6. Dietary taboos for patients with superior mesenteric vein thrombosis

  Dietary requirements vary according to different symptoms, and specific dietary standards should be formulated according to specific diseases after consulting a doctor. The patient's diet should be light and easy to digest, with an emphasis on eating more vegetables and fruits, and a reasonable dietary combination should be maintained, with attention to adequate nutrition. In addition, patients should also pay attention to avoiding spicy, greasy, and cold foods.

 

7. The conventional method of Western medicine for treating acute superior mesenteric venous thrombosis

  First, Non-Surgical Treatment

  1. Thrombolysis and Anticoagulation:Once the diagnosis of acute superior mesenteric venous thrombosis is established, anticoagulation therapy should be administered immediately. Thrombolytic therapy should be given at the same time if the onset time is less than 1 week, while anticoagulation therapy is the main approach if it exceeds 1 week. Conservative treatment should be performed in the early stage of thrombosis formation, with heparin (2.5~4.0)×104U/d administered intravenously or subcutaneously; urokinase (60~120)×104U/d or defibrase 10U/d administered intravenously, which can achieve good results. For patients receiving conservative treatment, the duration of anticoagulation therapy should be controlled within 2 weeks, and thrombolytic therapy should last for 5 to 7 days.

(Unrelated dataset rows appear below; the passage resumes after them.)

//! Parsing of REPL input lines.

use arogya_chat::TopicId;
use arogya_core::types::Language;

pub const HELP: &str = "\
Commands:
  /lang <code>    Switch language (en, hi, ta, te, bn, mr)
  /languages      List languages
  /topics         List health topics
  /topic <id>     Open the chat from a topic
  /dashboard      Show the dashboard
  /chat           Open the chat
  /mic            Ask by voice
  /history        Show the conversation so far
  /help           Show this help
  /quit           Exit
Anything else is sent to the assistant.";

/// One line of user input.
#[derive(Debug, Clone, PartialEq, Eq)]
pub enum Command {
    Say(String),
    Lang(Language),
    Languages,
    Topics,
    Topic(TopicId),
    Dashboard,
    Chat,
    Mic,
    History,
    Help,
    Quit,
    /// Whitespace only.
    Nothing,
    /// Malformed command; the payload is shown to the user.
    Invalid(String),
}

pub fn parse(line: &str) -> Command {
    let trimmed = line.trim();
    if trimmed.is_empty() {
        return Command::Nothing;
    }
    let Some(rest) = trimmed.strip_prefix('/') else {
        // Typed text goes through unchanged.
        return Command::Say(line.trim_end_matches(['\r', '\n']).to_string());
    };

    let mut parts = rest.splitn(2, char::is_whitespace);
    let name = parts.next().unwrap_or_default().to_lowercase();
    let arg = parts.next().map(str::trim).unwrap_or_default();

    match (name.as_str(), arg) {
        ("lang", "") => Command::Invalid("usage: /lang <code>".to_string()),
        ("lang", code) => match Language::from_code(code) {
            Some(language) => Command::Lang(language),
            None => Command::Invalid(format!("unknown language code: {}", code)),
        },
        ("languages", _) => Command::Languages,
        ("topics", _) => Command::Topics,
        ("topic", "") => Command::Invalid("usage: /topic <id>".to_string()),
        ("topic", id) => match id.parse::<TopicId>() {
            Ok(id) => Command::Topic(id),
            Err(e) => Command::Invalid(e.to_string()),
        },
        ("dashboard" | "back", _) => Command::Dashboard,
        ("chat", _) => Command::Chat,
        ("mic", _) => Command::Mic,
        ("history", _) => Command::History,
        ("help" | "?", _) => Command::Help,
        ("quit" | "exit", _) => Command::Quit,
        (other, _) => Command::Invalid(format!("unknown command: /{}", other)),
    }
}

#[cfg(test)]
mod tests {
    use super::*;

    #[test]
    fn test_plain_text_is_said() {
        assert_eq!(parse("dengue symptoms\n"), Command::Say("dengue symptoms".into()));
        assert_eq!(parse("  टीका  "), Command::Say("  टीका  ".into()));
    }

    #[test]
    fn test_blank_lines() {
        assert_eq!(parse(""), Command::Nothing);
        assert_eq!(parse("   \n"), Command::Nothing);
    }

    #[test]
    fn test_lang() {
        assert_eq!(parse("/lang hi"), Command::Lang(Language::Hindi));
        assert_eq!(parse("/LANG  EN "), Command::Lang(Language::English));
        assert!(matches!(parse("/lang"), Command::Invalid(_)));
        assert!(matches!(parse("/lang fr"), Command::Invalid(m) if m.contains("fr")));
    }

    #[test]
    fn test_topic() {
        assert_eq!(parse("/topic nutrition"), Command::Topic(TopicId::Nutrition));
        assert!(matches!(parse("/topic"), Command::Invalid(_)));
        assert!(matches!(parse("/topic surgery"), Command::Invalid(m) if m.contains("surgery")));
    }

    #[test]
    fn test_simple_commands() {
        assert_eq!(parse("/languages"), Command::Languages);
        assert_eq!(parse("/topics"), Command::Topics);
        assert_eq!(parse("/dashboard"), Command::Dashboard);
        assert_eq!(parse("/back"), Command::Dashboard);
        assert_eq!(parse("/chat"), Command::Chat);
        assert_eq!(parse("/mic"), Command::Mic);
        assert_eq!(parse("/history"), Command::History);
        assert_eq!(parse("/help"), Command::Help);
        assert_eq!(parse("/quit"), Command::Quit);
        assert_eq!(parse("/exit"), Command::Quit);
        assert!(matches!(parse("/bogus"), Command::Invalid(_)));
    }
}
//! Error types for the speech bindings.

use arogya_core::types::{Language, Notice, NoticeKind};

use crate::state::ListeningState;

/// Errors from speech input and playback.
#[derive(Debug, Clone, PartialEq, Eq, thiserror::Error)]
pub enum SpeechError {
    #[error("speech input is not supported on this platform")]
    InputUnsupported,
    #[error("speech playback is not supported on this platform")]
    PlaybackUnsupported,
    #[error("already listening")]
    AlreadyListening,
    #[error("invalid listening state transition: {from} -> {to}")]
    InvalidTransition {
        from: ListeningState,
        to: ListeningState,
    },
    #[error("recognition failed: {0}")]
    Recognition(String),
    #[error("listening cancelled")]
    Cancelled,
    #[error("playback failed: {0}")]
    Playback(String),
}

impl SpeechError {
    /// The user-visible notice for this error, if it warrants one.
    ///
    /// Cancellation and state errors are driven by the host itself and
    /// produce no notice.
    pub fn notice(&self, language: Language) -> Option<Notice> {
        let kind = match self {
            SpeechError::InputUnsupported => NoticeKind::SpeechInputUnsupported,
            SpeechError::Recognition(_) => NoticeKind::RecognitionFailed,
            SpeechError::PlaybackUnsupported => NoticeKind::PlaybackUnsupported,
            SpeechError::AlreadyListening
            | SpeechError::InvalidTransition { .. }
            | SpeechError::Cancelled
            | SpeechError::Playback(_) => return None,
        };
        Some(Notice::new(kind, language))
    }
}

During medication, the platelet count and activated partial thromboplastin time of the patient should be monitored to keep them within 2 to 2.5 times of the pre-medication level. All patients should continue to take warfarin orally for 3 months after stopping heparin, and those with hypercoagulable states may require lifelong anticoagulation.

  2. Blood Volume Support:Blood transfusion and fluid resuscitation to correct severe circulatory blood volume insufficiency.

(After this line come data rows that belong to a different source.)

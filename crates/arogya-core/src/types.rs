//! Core data types shared by the Arogya crates: languages, chat messages
//! and user-facing notices.

use std::fmt;
use std::str::FromStr;

use chrono::{DateTime, Utc};
use serde::{Deserialize, Serialize};
use uuid::Uuid;

use crate::error::ArogyaError;

// =============================================================================
// Language
// =============================================================================

/// Languages offered by the language selector.
///
/// Only [`Language::English`] and [`Language::Hindi`] have response content.
/// The rest are listed for display and fall back to English for lookup.
#[derive(Clone, Copy, Debug, Default, PartialEq, Eq, Hash, Serialize, Deserialize)]
pub enum Language {
    #[default]
    #[serde(rename = "en")]
    English,
    #[serde(rename = "hi")]
    Hindi,
    #[serde(rename = "ta")]
    Tamil,
    #[serde(rename = "te")]
    Telugu,
    #[serde(rename = "bn")]
    Bengali,
    #[serde(rename = "mr")]
    Marathi,
}

impl Language {
    /// Every selectable language, in selector display order.
    pub const ALL: [Language; 6] = [
        Language::English,
        Language::Hindi,
        Language::Tamil,
        Language::Telugu,
        Language::Bengali,
        Language::Marathi,
    ];

    /// Languages with full response content.
    pub const SUPPORTED: [Language; 2] = [Language::English, Language::Hindi];

    /// Parse a language code such as `"hi"`. Case and surrounding
    /// whitespace are ignored. Returns `None` for codes outside the set.
    pub fn from_code(code: &str) -> Option<Language> {
        let code = code.trim().to_ascii_lowercase();
        Language::ALL.into_iter().find(|l| l.code() == code)
    }

    /// The short code (`en`, `hi`, ...).
    pub fn code(&self) -> &'static str {
        match self {
            Language::English => "en",
            Language::Hindi => "hi",
            Language::Tamil => "ta",
            Language::Telugu => "te",
            Language::Bengali => "bn",
            Language::Marathi => "mr",
        }
    }

    /// English display name.
    pub fn name(&self) -> &'static str {
        match self {
            Language::English => "English",
            Language::Hindi => "Hindi",
            Language::Tamil => "Tamil",
            Language::Telugu => "Telugu",
            Language::Bengali => "Bengali",
            Language::Marathi => "Marathi",
        }
    }

    /// Name of the language in its own script.
    pub fn native_name(&self) -> &'static str {
        match self {
            Language::English => "English",
            Language::Hindi => "हिंदी",
            Language::Tamil => "தமிழ்",
            Language::Telugu => "తెలుగు",
            Language::Bengali => "বাংলা",
            Language::Marathi => "मराठी",
        }
    }

    /// Whether the selector badges this language as popular.
    pub fn is_popular(&self) -> bool {
        matches!(self, Language::English | Language::Hindi)
    }

    /// Whether response content exists for this language.
    pub fn is_supported(&self) -> bool {
        Language::SUPPORTED.contains(self)
    }

    /// The language used for response lookup: itself when supported,
    /// English otherwise.
    pub fn response_language(&self) -> Language {
        if self.is_supported() {
            *self
        } else {
            Language::English
        }
    }

    /// Speech locale for recognition and playback.
    pub fn locale(&self) -> &'static str {
        match self {
            Language::Hindi => "hi-IN",
            _ => "en-IN",
        }
    }
}

impl fmt::Display for Language {
    fn fmt(&self, f: &mut fmt::Formatter<'_>) -> fmt::Result {
        f.write_str(self.code())
    }
}

impl FromStr for Language {
    type Err = ArogyaError;

    fn from_str(s: &str) -> Result<Self, Self::Err> {
        Language::from_code(s).ok_or_else(|| ArogyaError::UnknownLanguage(s.to_string()))
    }
}

// =============================================================================
// Message
// =============================================================================

/// One entry in a conversation log.
///
/// Created by the owning session and never modified afterwards; hosts only
/// ever receive clones.
#[derive(Clone, Debug, PartialEq, Serialize, Deserialize)]
pub struct Message {
    pub id: Uuid,
    pub text: String,
    pub is_user: bool,
    pub timestamp: DateTime<Utc>,
    /// Language the reply was produced in. `None` for user messages.
    #[serde(default, skip_serializing_if = "Option::is_none")]
    pub language: Option<Language>,
}

impl Message {
    /// A message typed or spoken by the user.
    pub fn user(text: impl Into<String>) -> Self {
        Self {
            id: Uuid::new_v4(),
            text: text.into(),
            is_user: true,
            timestamp: Utc::now(),
            language: None,
        }
    }

    /// A reply from the assistant in `language`.
    pub fn bot(text: impl Into<String>, language: Language) -> Self {
        Self {
            id: Uuid::new_v4(),
            text: text.into(),
            is_user: false,
            timestamp: Utc::now(),
            language: Some(language),
        }
    }
}

// =============================================================================
// Notices
// =============================================================================

/// Non-fatal conditions surfaced to the user.
#[derive(Clone, Copy, Debug, PartialEq, Eq, Hash, Serialize, Deserialize)]
#[serde(rename_all = "snake_case")]
pub enum NoticeKind {
    /// The platform has no speech-to-text capability.
    SpeechInputUnsupported,
    /// A transcription attempt failed.
    RecognitionFailed,
    /// The platform has no speech playback capability.
    PlaybackUnsupported,
}

/// A localized, user-visible notice.
#[derive(Clone, Debug, PartialEq, Eq, Serialize, Deserialize)]
pub struct Notice {
    pub kind: NoticeKind,
    pub title: String,
    pub description: String,
}

impl Notice {
    /// Build the notice for `kind` in `language` (English fallback).
    pub fn new(kind: NoticeKind, language: Language) -> Self {
        let hindi = language.response_language() == Language::Hindi;
        let (title, description) = match (kind, hindi) {
            (NoticeKind::SpeechInputUnsupported, false) => (
                "Speech recognition not supported",
                "Please type your message instead.",
            ),
            (NoticeKind::SpeechInputUnsupported, true) => (
                "आवाज़ पहचान उपलब्ध नहीं है",
                "कृपया अपना संदेश टाइप करें।",
            ),
            (NoticeKind::RecognitionFailed, false) => (
                "Speech recognition error",
                "Please try again or type your message.",
            ),
            (NoticeKind::RecognitionFailed, true) => (
                "आवाज़ पहचान में त्रुटि",
                "कृपया फिर से कोशिश करें या अपना संदेश टाइप करें।",
            ),
            (NoticeKind::PlaybackUnsupported, false) => (
                "Speech playback not supported",
                "Replies will be shown as text only.",
            ),
            (NoticeKind::PlaybackUnsupported, true) => (
                "आवाज़ में जवाब उपलब्ध नहीं है",
                "जवाब केवल लिखित रूप में दिखाए जाएंगे।",
            ),
        };
        Self {
            kind,
            title: title.to_string(),
            description: description.to_string(),
        }
    }
}

impl fmt::Display for Notice {
    fn fmt(&self, f: &mut fmt::Formatter<'_>) -> fmt::Result {
        write!(f, "{}: {}", self.title, self.description)
    }
}

// =============================================================================
// Tests
// =============================================================================

#[cfg(test)]
mod tests {
    use super::*;

    #[test]
    fn test_language_codes_round_trip() {
        for lang in Language::ALL {
            assert_eq!(Language::from_code(lang.code()), Some(lang));
            assert_eq!(lang.to_string(), lang.code());
        }
    }

    #[test]
    fn test_from_code_is_lenient_about_case_and_whitespace() {
        assert_eq!(Language::from_code(" HI "), Some(Language::Hindi));
        assert_eq!(Language::from_code("En"), Some(Language::English));
    }

    #[test]
    fn test_from_code_unknown() {
        assert_eq!(Language::from_code("fr"), None);
        assert_eq!(Language::from_code(""), None);
        let err = "xx".parse::<Language>().unwrap_err();
        assert!(matches!(err, ArogyaError::UnknownLanguage(code) if code == "xx"));
    }

    #[test]
    fn test_unsupported_languages_fall_back_to_english() {
        assert_eq!(Language::Hindi.response_language(), Language::Hindi);
        assert_eq!(Language::English.response_language(), Language::English);
        for lang in [
            Language::Tamil,
            Language::Telugu,
            Language::Bengali,
            Language::Marathi,
        ] {
            assert!(!lang.is_supported());
            assert_eq!(lang.response_language(), Language::English);
        }
    }

    #[test]
    fn test_locales() {
        assert_eq!(Language::Hindi.locale(), "hi-IN");
        assert_eq!(Language::English.locale(), "en-IN");
        assert_eq!(Language::Marathi.locale(), "en-IN");
    }

    #[test]
    fn test_popular_flags() {
        let popular: Vec<_> = Language::ALL.iter().filter(|l| l.is_popular()).collect();
        assert_eq!(popular, vec![&Language::English, &Language::Hindi]);
    }

    #[test]
    fn test_language_serde_uses_codes() {
        let json = serde_json::to_string(&Language::Hindi).unwrap();
        assert_eq!(json, "\"hi\"");
        let parsed: Language = serde_json::from_str("\"bn\"").unwrap();
        assert_eq!(parsed, Language::Bengali);
    }

    #[test]
    fn test_message_constructors() {
        let user = Message::user("dengue symptoms");
        assert!(user.is_user);
        assert_eq!(user.text, "dengue symptoms");
        assert!(user.language.is_none());

        let bot = Message::bot("reply", Language::Hindi);
        assert!(!bot.is_user);
        assert_eq!(bot.language, Some(Language::Hindi));
        assert_ne!(user.id, bot.id);
    }

    #[test]
    fn test_user_message_omits_language_in_json() {
        let json = serde_json::to_value(Message::user("hi")).unwrap();
        assert!(json.get("language").is_none());
        assert_eq!(json["is_user"], true);
    }

    #[test]
    fn test_notice_localization() {
        let en = Notice::new(NoticeKind::SpeechInputUnsupported, Language::English);
        assert_eq!(en.title, "Speech recognition not supported");
        assert_eq!(en.description, "Please type your message instead.");

        let hi = Notice::new(NoticeKind::RecognitionFailed, Language::Hindi);
        assert_eq!(hi.kind, NoticeKind::RecognitionFailed);
        assert!(hi.title.contains("त्रुटि"));

        // Unsupported selector languages get English notices.
        let ta = Notice::new(NoticeKind::PlaybackUnsupported, Language::Tamil);
        assert_eq!(ta.title, "Speech playback not supported");
        assert!(ta.to_string().starts_with("Speech playback not supported: "));
    }
}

  3. Gastrointestinal Decompression.

  4. Antimicrobial Therapy:Administer high-dose broad-spectrum antibiotics and continue until after surgery.

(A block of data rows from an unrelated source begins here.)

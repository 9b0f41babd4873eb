//! Keyword-driven response resolver.
//!
//! Lower-cases the utterance and checks trigger substrings topic by topic in
//! a fixed priority order. The first topic with a matching trigger wins;
//! with no match the language's `default` response is returned. Triggers in
//! both scripts are checked whatever language is selected.

use std::sync::Arc;

use arogya_core::types::Language;

use crate::table::{ResponseTable, TopicKey};

/// Trigger substrings in priority order. Earlier entries win when an
/// utterance matches more than one topic.
const TRIGGERS: [(TopicKey, &[&str]); 4] = [
    (TopicKey::VaccinationSchedule, &["vaccination", "vaccine", "टीका"]),
    (TopicKey::DengueSymptoms, &["dengue", "डेंगू"]),
    (TopicKey::PreventDiseases, &["prevent", "बचाव"]),
    (TopicKey::WhyVaccinesImportant, &["important", "जरूरी"]),
];

/// Maps free-text utterances to canned responses. Cheap to clone.
#[derive(Debug, Clone)]
pub struct ResponseResolver {
    table: Arc<ResponseTable>,
}

impl Default for ResponseResolver {
    fn default() -> Self {
        Self::new(ResponseTable::builtin())
    }
}

impl ResponseResolver {
    pub fn new(table: ResponseTable) -> Self {
        Self {
            table: Arc::new(table),
        }
    }

    pub fn table(&self) -> &ResponseTable {
        &self.table
    }

    /// The topic an utterance selects. Never returns [`TopicKey::Greeting`].
    pub fn classify(&self, utterance: &str) -> TopicKey {
        let lowered = utterance.to_lowercase();
        let topic = TRIGGERS
            .iter()
            .find(|(_, needles)| needles.iter().any(|n| lowered.contains(n)))
            .map(|(topic, _)| *topic)
            .unwrap_or(TopicKey::Default);
        tracing::debug!(%topic, utterance_len = utterance.len(), "Utterance classified");
        topic
    }

    /// Resolve an utterance to response text in `language`.
    ///
    /// Languages without content resolve in English. Always returns text.
    pub fn resolve(&self, utterance: &str, language: Language) -> String {
        let topic = self.classify(utterance);
        self.table.get(language, topic).to_string()
    }

    /// The opening message for a session in `language`.
    pub fn greeting(&self, language: Language) -> String {
        self.table.get(language, TopicKey::Greeting).to_string()
    }
}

  During conservative treatment, symptoms and signs should be closely observed. If the patient shows no significant improvement or has signs of intestinal necrosis, emergency surgery should be performed immediately.

  Second, Surgical Treatment

  1. Resection of Necrotic Intestinal Tract:Unlike arterial occlusion, venous thrombosis often occurs more frequently in peripheral branches rather than the main trunk, so the affected segment of the small intestine is usually shorter, and therefore, the devitalized intestinal tract and end-to-end anastomosis can generally be resected. To reduce the absorption of toxins, the necrotic intestinal tract can be first resected during surgery.

  2. Venous Thrombectomy:The extension of thrombosis often exceeds the visible infarction area, and the main trunk of the superior mesenteric vein and the portal vein often have thrombi, and the latter is an important cause of postoperative recurrence of intestinal necrosis. Therefore, in addition to completely removing the thrombi in the blood vessels of the mesenteric residual ends after intestinal resection, incisions also need to be made in the superior mesenteric vein or portal vein to remove the thrombi inside.

  3. Intraoperative Anticoagulation:For emergency surgery patients, heparin anticoagulation should start immediately during surgery and continue for 6 to 8 weeks postoperatively. After reviewing a large number of literature, Abdu and others noticed that the survival rate of patients with intestinal resection and anticoagulation therapy is 80%, while the survival rate of those with only intestinal resection is 50%.